Hymenopteran pollinators, such as honey bees (Apis mellifera L.) and bumble bees (Bombus spp.) (Apidae), are key species in the process of angiosperm pollination, ensuring the well-being of ecosystems, the preservation of biodiversity, and food production (Gallai et al., 2009; Schulp et al., 2014; Mouillard-Lample et al., 2023). The population dynamics of these insects is permanently threatened by several, external factors, of which entomopathogens are key. These infectious agents are mainly found in honey bees sampled in commercial apiaries, but not in bumble bees or other bees worldwide, where understanding of parasitic diseases is still in its early stages (Goulson et al., 2015; Proesmans et al., 2021).
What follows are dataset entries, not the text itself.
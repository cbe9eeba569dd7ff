//! # sift-insights
//!
//! Turns code insight time series (one series of dated counts per search
//! query) into the row-oriented content a line chart renders.
//!
//! ## Example
//!
//! ```
//! use sift_insights::{create_line_chart_content, InsightData, InsightDataSeries, DataPoint};
//!
//! let data = InsightData {
//!     series: vec![InsightDataSeries {
//!         label: "TODOs".to_string(),
//!         points: vec![DataPoint::new("2021-11-01T00:00:00Z", 42.0)],
//!     }],
//! };
//! let content = create_line_chart_content(&data, &[]).unwrap();
//! assert_eq!(content.data.len(), 1);
//! assert_eq!(content.series[0].data_key, "series0");
//! ```

pub mod line_chart;

// Re-export core types
pub use sift_core::{Error, Result};

pub use line_chart::{
    create_line_chart_content, create_line_chart_content_from_indexed_series, ChartKind,
    DataPoint, IndexedSeriesData, InsightData, InsightDataSeries, LineChartContent, LineChartDatum,
    LineChartSeries, SeriesDefinition, XAxis,
};
//! Runtime configuration for search submission and result shaping.
//!
//! Values come from environment variables with the defaults in
//! [`crate::defaults`]. Unparseable values are ignored with a warning so a
//! typo in the environment never prevents a search from being submitted.

use std::env;

use serde::{Deserialize, Serialize};
use tracing::warn;

use crate::defaults;

/// How the pattern part of a query is interpreted by the search backend.
#[derive(Debug, Clone, Copy, PartialEq, Eq, Hash, Serialize, Deserialize, Default)]
#[serde(rename_all = "lowercase")]
pub enum PatternType {
    /// Literal text with regexp enabled inside `/.../`.
    #[default]
    Standard,
    /// Exact text.
    Literal,
    /// Regular expression.
    Regexp,
    /// Structural (comby-style) pattern.
    Structural,
}

impl PatternType {
    /// Canonical lowercase name, as sent in the `patternType` parameter.
    pub fn as_str(&self) -> &'static str {
        match self {
            Self::Standard => "standard",
            Self::Literal => "literal",
            Self::Regexp => "regexp",
            Self::Structural => "structural",
        }
    }
}

impl std::fmt::Display for PatternType {
    fn fmt(&self, f: &mut std::fmt::Formatter<'_>) -> std::fmt::Result {
        f.write_str(self.as_str())
    }
}

impl std::str::FromStr for PatternType {
    type Err = String;

    fn from_str(s: &str) -> Result<Self, Self::Err> {
        match s.trim().to_lowercase().as_str() {
            "standard" => Ok(Self::Standard),
            "literal" => Ok(Self::Literal),
            "regexp" | "regex" => Ok(Self::Regexp),
            "structural" => Ok(Self::Structural),
            _ => Err(format!("Invalid pattern type: {}", s)),
        }
    }
}

/// Search defaults applied when a query is submitted.
///
/// # Example
/// ```
/// use sift_core::{PatternType, SearchConfig};
///
/// let config = SearchConfig::default();
/// assert_eq!(config.pattern_type, PatternType::Standard);
/// assert!(!config.case_sensitive);
/// assert_eq!(config.match_context_lines, 1);
/// ```
#[derive(Debug, Clone, PartialEq, Eq, Serialize, Deserialize)]
pub struct SearchConfig {
    /// Pattern type sent with every submitted search.
    pub pattern_type: PatternType,

    /// Initial case sensitivity of a new search query state.
    pub case_sensitive: bool,

    /// Lines of trailing context kept when truncating match groups.
    pub match_context_lines: usize,
}

impl Default for SearchConfig {
    fn default() -> Self {
        Self {
            pattern_type: PatternType::default(),
            case_sensitive: defaults::CASE_SENSITIVE,
            match_context_lines: defaults::MATCH_CONTEXT_LINES,
        }
    }
}

impl SearchConfig {
    /// Constructs the configuration from environment variables.
    ///
    /// Environment variables:
    /// - `SIFT_PATTERN_TYPE` (default: standard)
    /// - `SIFT_CASE_SENSITIVE` (default: false)
    /// - `SIFT_MATCH_CONTEXT_LINES` (default: 1)
    ///
    /// Booleans accept "true", "1", "yes", "on" and "false", "0", "no", "off"
    /// (case-insensitive).
    pub fn from_env() -> Self {
        let pattern_type = match env::var(defaults::ENV_PATTERN_TYPE) {
            Ok(raw) => raw.parse::<PatternType>().unwrap_or_else(|e: String| {
                warn!(error = %e, "Ignoring {}", defaults::ENV_PATTERN_TYPE);
                PatternType::default()
            }),
            Err(_) => PatternType::default(),
        };

        Self {
            pattern_type,
            case_sensitive: parse_bool_env(defaults::ENV_CASE_SENSITIVE, defaults::CASE_SENSITIVE),
            match_context_lines: parse_usize_env(
                defaults::ENV_MATCH_CONTEXT_LINES,
                defaults::MATCH_CONTEXT_LINES,
            ),
        }
    }

    /// Override the pattern type.
    pub fn with_pattern_type(mut self, pattern_type: PatternType) -> Self {
        self.pattern_type = pattern_type;
        self
    }

    /// Override the initial case sensitivity.
    pub fn with_case_sensitive(mut self, case_sensitive: bool) -> Self {
        self.case_sensitive = case_sensitive;
        self
    }

    /// Override the trailing context kept by match group truncation.
    pub fn with_match_context_lines(mut self, lines: usize) -> Self {
        self.match_context_lines = lines;
        self
    }
}

/// Parses a boolean environment variable with a default fallback.
fn parse_bool_env(key: &str, default: bool) -> bool {
    let Ok(raw) = env::var(key) else {
        return default;
    };
    match raw.trim().to_lowercase().as_str() {
        "true" | "1" | "yes" | "on" => true,
        "false" | "0" | "no" | "off" => false,
        _ => {
            warn!(value = %raw, "Ignoring {}", key);
            default
        }
    }
}

/// Parses an unsigned integer environment variable with a default fallback.
fn parse_usize_env(key: &str, default: usize) -> usize {
    let Ok(raw) = env::var(key) else {
        return default;
    };
    raw.trim().parse().unwrap_or_else(|_| {
        warn!(value = %raw, "Ignoring {}", key);
        default
    })
}
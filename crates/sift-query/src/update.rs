//! Ordered query updates.
//!
//! UI actions (clicking a filter suggestion, toggling a sidebar entry)
//! describe what they want done to the query as a list of [`QueryUpdate`]s.
//! [`update_query`] folds them over the query in order, each update seeing
//! the result of the previous one.

use serde::{Deserialize, Serialize};
use tracing::{debug, trace};

use crate::filters::FilterType;
use crate::transformer::{append_filter, toggle_subquery, update_filter};
use crate::validate::filter_exists;

/// One mutation to apply to a query.
///
/// Serialized with a `type` tag, e.g.
/// `{"type": "appendFilter", "field": "lang", "value": "go", "unique": true}`.
#[derive(Debug, Clone, PartialEq, Eq, Serialize, Deserialize)]
#[serde(tag = "type", rename_all = "camelCase")]
pub enum QueryUpdate {
    /// Append `field:value`. When `unique` is set and a filter for `field`
    /// already exists, the update is ignored.
    AppendFilter {
        field: FilterType,
        value: String,
        #[serde(default, skip_serializing_if = "std::ops::Not::not")]
        unique: bool,
    },

    /// Replace the value of the first `field` filter, or append one.
    UpdateOrAppendFilter { field: FilterType, value: String },

    /// Remove `value` if present as whole tokens, otherwise append it.
    /// Intended for sidebar entries that already come in `field:value` form.
    ToggleSubquery { value: String },
}

impl QueryUpdate {
    /// Append a filter unconditionally.
    pub fn append(field: FilterType, value: impl Into<String>) -> Self {
        Self::AppendFilter {
            field,
            value: value.into(),
            unique: false,
        }
    }

    /// Append a filter unless one for the same field exists.
    pub fn append_unique(field: FilterType, value: impl Into<String>) -> Self {
        Self::AppendFilter {
            field,
            value: value.into(),
            unique: true,
        }
    }

    /// Update the first filter for `field`, or append one.
    pub fn update_or_append(field: FilterType, value: impl Into<String>) -> Self {
        Self::UpdateOrAppendFilter {
            field,
            value: value.into(),
        }
    }

    /// Toggle a subquery in or out of the query.
    pub fn toggle(value: impl Into<String>) -> Self {
        Self::ToggleSubquery {
            value: value.into(),
        }
    }

    /// Operation name used in log events.
    pub fn op(&self) -> &'static str {
        match self {
            Self::AppendFilter { .. } => "append_filter",
            Self::UpdateOrAppendFilter { .. } => "update_or_append_filter",
            Self::ToggleSubquery { .. } => "toggle_subquery",
        }
    }
}

/// Apply `updates` to `query` in order.
///
/// An empty update list returns the query unchanged, and an update that has
/// nothing to do (a unique append whose field is already present) leaves
/// the query byte-identical.
///
/// # Example
/// ```
/// use sift_query::{update_query, FilterType, QueryUpdate};
///
/// let query = update_query(
///     "repo:foo",
///     &[QueryUpdate::append_unique(FilterType::Lang, "go")],
/// );
/// assert_eq!(query, "repo:foo lang:go");
/// ```
pub fn update_query(query: &str, updates: &[QueryUpdate]) -> String {
    let updated = updates
        .iter()
        .fold(query.to_string(), |query, update| apply_update(query, update));

    debug!(
        component = "pipeline",
        update_count = updates.len(),
        changed = updated != query,
        "Applied query updates"
    );
    updated
}

fn apply_update(query: String, update: &QueryUpdate) -> String {
    let updated = match update {
        QueryUpdate::AppendFilter {
            field,
            value,
            unique,
        } => {
            if *unique && filter_exists(&query, *field) {
                debug!(field = %field, "Filter already present, skipping unique append");
                return query;
            }
            append_filter(&query, *field, value)
        }
        QueryUpdate::UpdateOrAppendFilter { field, value } => update_filter(&query, *field, value),
        QueryUpdate::ToggleSubquery { value } => toggle_subquery(&query, value),
    };

    trace!(op = update.op(), query = %updated, "Applied update");
    updated
}
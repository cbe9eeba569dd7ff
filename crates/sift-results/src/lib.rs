//! # sift-results
//!
//! Shaping of search results for display.
//!
//! Currently this covers truncating a file's match groups so that a result
//! shows at most a given number of matches, keeping the surrounding lines
//! that belong to those matches.

pub mod match_group;

// Re-export core types
pub use sift_core::{Error, Result, SearchConfig};

pub use match_group::{
    limit_group, limit_group_with_config, limit_group_with_context, MatchGroup, MatchItem,
    Position,
};
//! # sift-core
//!
//! Core types, errors, and configuration shared by the sift crates.
//!
//! This crate provides the error type, the structured logging field names,
//! the default constants, and the environment-driven [`SearchConfig`] that
//! the query, results, and insights crates build on.

pub mod config;
pub mod defaults;
pub mod error;
pub mod logging;

// Re-export commonly used types at crate root
pub use config::{PatternType, SearchConfig};
pub use error::{Error, Result};
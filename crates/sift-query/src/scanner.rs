//! Search query scanner.
//!
//! Splits a query string into tokens while keeping the byte range of every
//! token, so callers can rewrite a single filter value and leave every other
//! byte of the query untouched.
//!
//! # Syntax
//!
//! - Tokens are separated by whitespace.
//! - `"..."` and `'...'` quote a section (backslash escapes the next
//!   character). A quote only opens at the start of a token, after `(`, or
//!   directly after a filter's `:`; elsewhere quote characters are literal.
//! - `-?field:value` is a filter, `and`/`or`/`not` are keywords, leading `(`
//!   and unmatched trailing `)` are parentheses, anything else is a pattern.

use std::ops::Range;

use once_cell::sync::Lazy;
use regex::Regex;
use serde::Serialize;
use thiserror::Error;
use tracing::trace;

use crate::filters::FilterType;

static FILTER_PREFIX: Lazy<Regex> = Lazy::new(|| {
    Regex::new(r"^(-?)([A-Za-z][A-Za-z0-9_]*):").expect("valid filter prefix regex")
});

/// Errors produced while scanning a query.
#[derive(Error, Debug, Clone, PartialEq, Eq)]
pub enum ScanError {
    /// A quoted section was opened but never closed.
    #[error("unterminated quote at byte {offset}")]
    UnterminatedQuote { offset: usize },
}

impl From<ScanError> for sift_core::Error {
    fn from(e: ScanError) -> Self {
        sift_core::Error::Scan(e.to_string())
    }
}

/// Boolean keyword.
#[derive(Debug, Clone, Copy, PartialEq, Eq, Serialize)]
#[serde(rename_all = "lowercase")]
pub enum Keyword {
    And,
    Or,
    Not,
}

/// A `field:value` filter token.
#[derive(Debug, Clone, PartialEq, Eq, Serialize)]
#[serde(rename_all = "camelCase")]
pub struct FilterToken {
    /// Field name as written (alias and case preserved).
    pub field: String,
    /// Byte range of the field name.
    pub field_range: Range<usize>,
    /// Value with quotes and escapes removed.
    pub value: String,
    /// Byte range of the raw value (quotes included). Empty for `field:`.
    pub value_range: Range<usize>,
    /// Whether the filter was written `-field:value`.
    pub negated: bool,
    /// Whether the value was quoted.
    pub quoted: bool,
}

impl FilterToken {
    /// Recognized field this filter refers to, if any.
    pub fn filter_type(&self) -> Option<FilterType> {
        FilterType::resolve(&self.field)
    }
}

/// Token payload.
#[derive(Debug, Clone, PartialEq, Eq, Serialize)]
#[serde(tag = "type", rename_all = "camelCase")]
pub enum TokenKind {
    Filter(FilterToken),
    Pattern { value: String, quoted: bool },
    Keyword { keyword: Keyword },
    OpenParen,
    CloseParen,
}

/// A scanned token and its byte range in the source query.
#[derive(Debug, Clone, PartialEq, Eq, Serialize)]
pub struct Token {
    #[serde(flatten)]
    pub kind: TokenKind,
    pub range: Range<usize>,
}

impl Token {
    /// The filter payload, when this token is a filter.
    pub fn as_filter(&self) -> Option<&FilterToken> {
        match &self.kind {
            TokenKind::Filter(filter) => Some(filter),
            _ => None,
        }
    }

    /// Source text of this token.
    pub fn text<'a>(&self, query: &'a str) -> &'a str {
        &query[self.range.clone()]
    }
}

/// Scan a query into tokens.
///
/// # Example
/// ```
/// use sift_query::scanner::{scan_search_query, TokenKind};
///
/// let tokens = scan_search_query("repo:foo bar").unwrap();
/// assert_eq!(tokens.len(), 2);
/// assert!(matches!(tokens[0].kind, TokenKind::Filter(_)));
/// assert_eq!(tokens[1].text("repo:foo bar"), "bar");
/// ```
pub fn scan_search_query(query: &str) -> Result<Vec<Token>, ScanError> {
    let mut tokens = Vec::new();
    let mut pos = 0;

    while let Some(c) = query[pos..].chars().next() {
        if c.is_whitespace() {
            pos += c.len_utf8();
            continue;
        }
        let end = scan_run(query, pos)?;
        push_run_tokens(query, pos..end, &mut tokens);
        pos = end;
    }

    trace!(token_count = tokens.len(), "Scanned query");
    Ok(tokens)
}

/// Find the end of the whitespace-delimited run starting at `start`.
fn scan_run(query: &str, start: usize) -> Result<usize, ScanError> {
    let mut chars = query[start..].char_indices();
    let mut prev: Option<char> = None;

    while let Some((offset, c)) = chars.next() {
        if c.is_whitespace() {
            return Ok(start + offset);
        }
        let opens_quote =
            (c == '"' || c == '\'') && matches!(prev, None | Some('(') | Some(':'));
        if opens_quote {
            let mut closed = false;
            while let Some((_, inner)) = chars.next() {
                if inner == '\\' {
                    chars.next();
                } else if inner == c {
                    closed = true;
                    break;
                }
            }
            if !closed {
                return Err(ScanError::UnterminatedQuote {
                    offset: start + offset,
                });
            }
        }
        prev = Some(c);
    }

    Ok(query.len())
}

/// Classify one run into parenthesis, keyword, filter, and pattern tokens.
fn push_run_tokens(query: &str, run: Range<usize>, tokens: &mut Vec<Token>) {
    let mut start = run.start;
    let mut end = run.end;

    while start < end && query.as_bytes()[start] == b'(' {
        tokens.push(Token {
            kind: TokenKind::OpenParen,
            range: start..start + 1,
        });
        start += 1;
    }

    let mut closing = 0;
    while start < end && query.as_bytes()[end - 1] == b')' {
        let body = &query[start..end];
        if body.matches('(').count() >= body.matches(')').count() {
            break;
        }
        end -= 1;
        closing += 1;
    }

    if start < end {
        tokens.push(classify(query, start..end));
    }

    for i in 0..closing {
        tokens.push(Token {
            kind: TokenKind::CloseParen,
            range: end + i..end + i + 1,
        });
    }
}

fn classify(query: &str, range: Range<usize>) -> Token {
    let body = &query[range.clone()];

    let keyword = match body.to_ascii_lowercase().as_str() {
        "and" => Some(Keyword::And),
        "or" => Some(Keyword::Or),
        "not" => Some(Keyword::Not),
        _ => None,
    };
    if let Some(keyword) = keyword {
        return Token {
            kind: TokenKind::Keyword { keyword },
            range,
        };
    }

    if let Some(caps) = FILTER_PREFIX.captures(body) {
        let negated = caps.get(1).is_some_and(|m| !m.as_str().is_empty());
        let field = caps.get(2).map(|m| m.as_str()).unwrap_or_default();
        let field_start = range.start + usize::from(negated);
        let value_start = field_start + field.len() + 1;
        let raw_value = &query[value_start..range.end];
        let (value, quoted) = unquote(raw_value);
        return Token {
            kind: TokenKind::Filter(FilterToken {
                field: field.to_string(),
                field_range: field_start..field_start + field.len(),
                value,
                value_range: value_start..range.end,
                negated,
                quoted,
            }),
            range,
        };
    }

    let (value, quoted) = unquote(body);
    Token {
        kind: TokenKind::Pattern { value, quoted },
        range,
    }
}

/// Strip surrounding quotes and escapes. Returns the text unchanged when it
/// is not a single quoted section.
fn unquote(raw: &str) -> (String, bool) {
    let mut chars = raw.chars();
    let Some(quote @ ('"' | '\'')) = chars.next() else {
        return (raw.to_string(), false);
    };

    let mut value = String::with_capacity(raw.len());
    while let Some(c) = chars.next() {
        if c == '\\' {
            if let Some(escaped) = chars.next() {
                value.push(escaped);
            }
        } else if c == quote {
            // Trailing text after the closing quote means this was not a
            // quoted value after all.
            if chars.as_str().is_empty() {
                return (value, true);
            }
            break;
        } else {
            value.push(c);
        }
    }

    (raw.to_string(), false)
}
Honey bees can be affected, besides viral and bacterial agents (Pasho et al., 2021), by other unicellular parasites such as Microsporidia (Vairimorpha apis (Zander) and V. ceranae^[1]Fries et al.) and protists [Crithidia mellificae (Langridge & McGhee), Lotmaria passim Schwarz (Euglenozoa) and Malphigamoeba mellificae (Prell) (Amoebozoa)]. Both V. apis and V. ceranae cause the disease called Nosemosis (Mazur & Gajda, 2022; Parrella et al., 2024), whereas the protists which may (or not) occur with a relevant health impact (Schwarz et al., 2015; Shäffer et al., 2022). In the last 10-15 years, another protozoan that normally infects bumble bees, the neogregarine Apicystis bombi Liu et al. (Apicomplexa: Neogregarinorida) was registered in honey bees from South America, North America, Europe, Asia and Africa (reviewed by Plischuk & Lange, 2024). More recently, a new species of Apicystis Lipa & Triggiani (A. cryptica Schoonvaere et al.) was isolated from Bombus pascuorum Scopoli in Belgium, being this bumble bee, its only known host so far (Schoonvaere et al., 2020). Both Apicystis species have been detected in the adipose tissue of their hosts, where they disrupt tissue integrity and lead to subsequent nutritional imbalances. The extent to which A. bombi displays comparable virulence in other hosts - such as honey bees or carpenter bees, in which it was also found - remains unclear (Chantawannakul et al., 2016; Plischuk et al., 2023; Plischuk & Lange, 2024 and references therein).

⁽¹⁾Formerly Nosema apis and Nosema ceranae, resp. (Tokarev et al., 2020 but also see Bartolomé et al., 2024).

In this research, 206 samples of adult honey bee workers were collected from 206 apiaries across the Souss-Massa region, southwestern Morocco (30°5'13"N; 8°27'38"W; Fig. 1). Each sample consisted of a pool of ~80 bees taken from the same apiary. Bees were identified and preserved in 70 % ethanol flasks until analyses. Note that the two subspecies sampled are easily distinguishable: A. mellifera sahariensis (Baldensperger) (“Saharan honey bee”) is more yellowish than A. mellifera intermissa von Buttel-Reepen(“Tellian honey bee”). The analyses were conducted using a microscopic screening of homogenized bee metasomes (PCM, 40x – 100x). Morphological characters described by Lipa & Triggiani (1996), and Plischuk & Lange (2009) were used to recognize the Apicystis oocysts (Fig. 2). Presence of Apicystis was observed in 17 samples, meaning a total prevalence of 8.25 % in that study area. The cases concerned five samples of A. mellifera sahariensis (n= 39) and twelve samples of A. mellifera intermissa (n= 167).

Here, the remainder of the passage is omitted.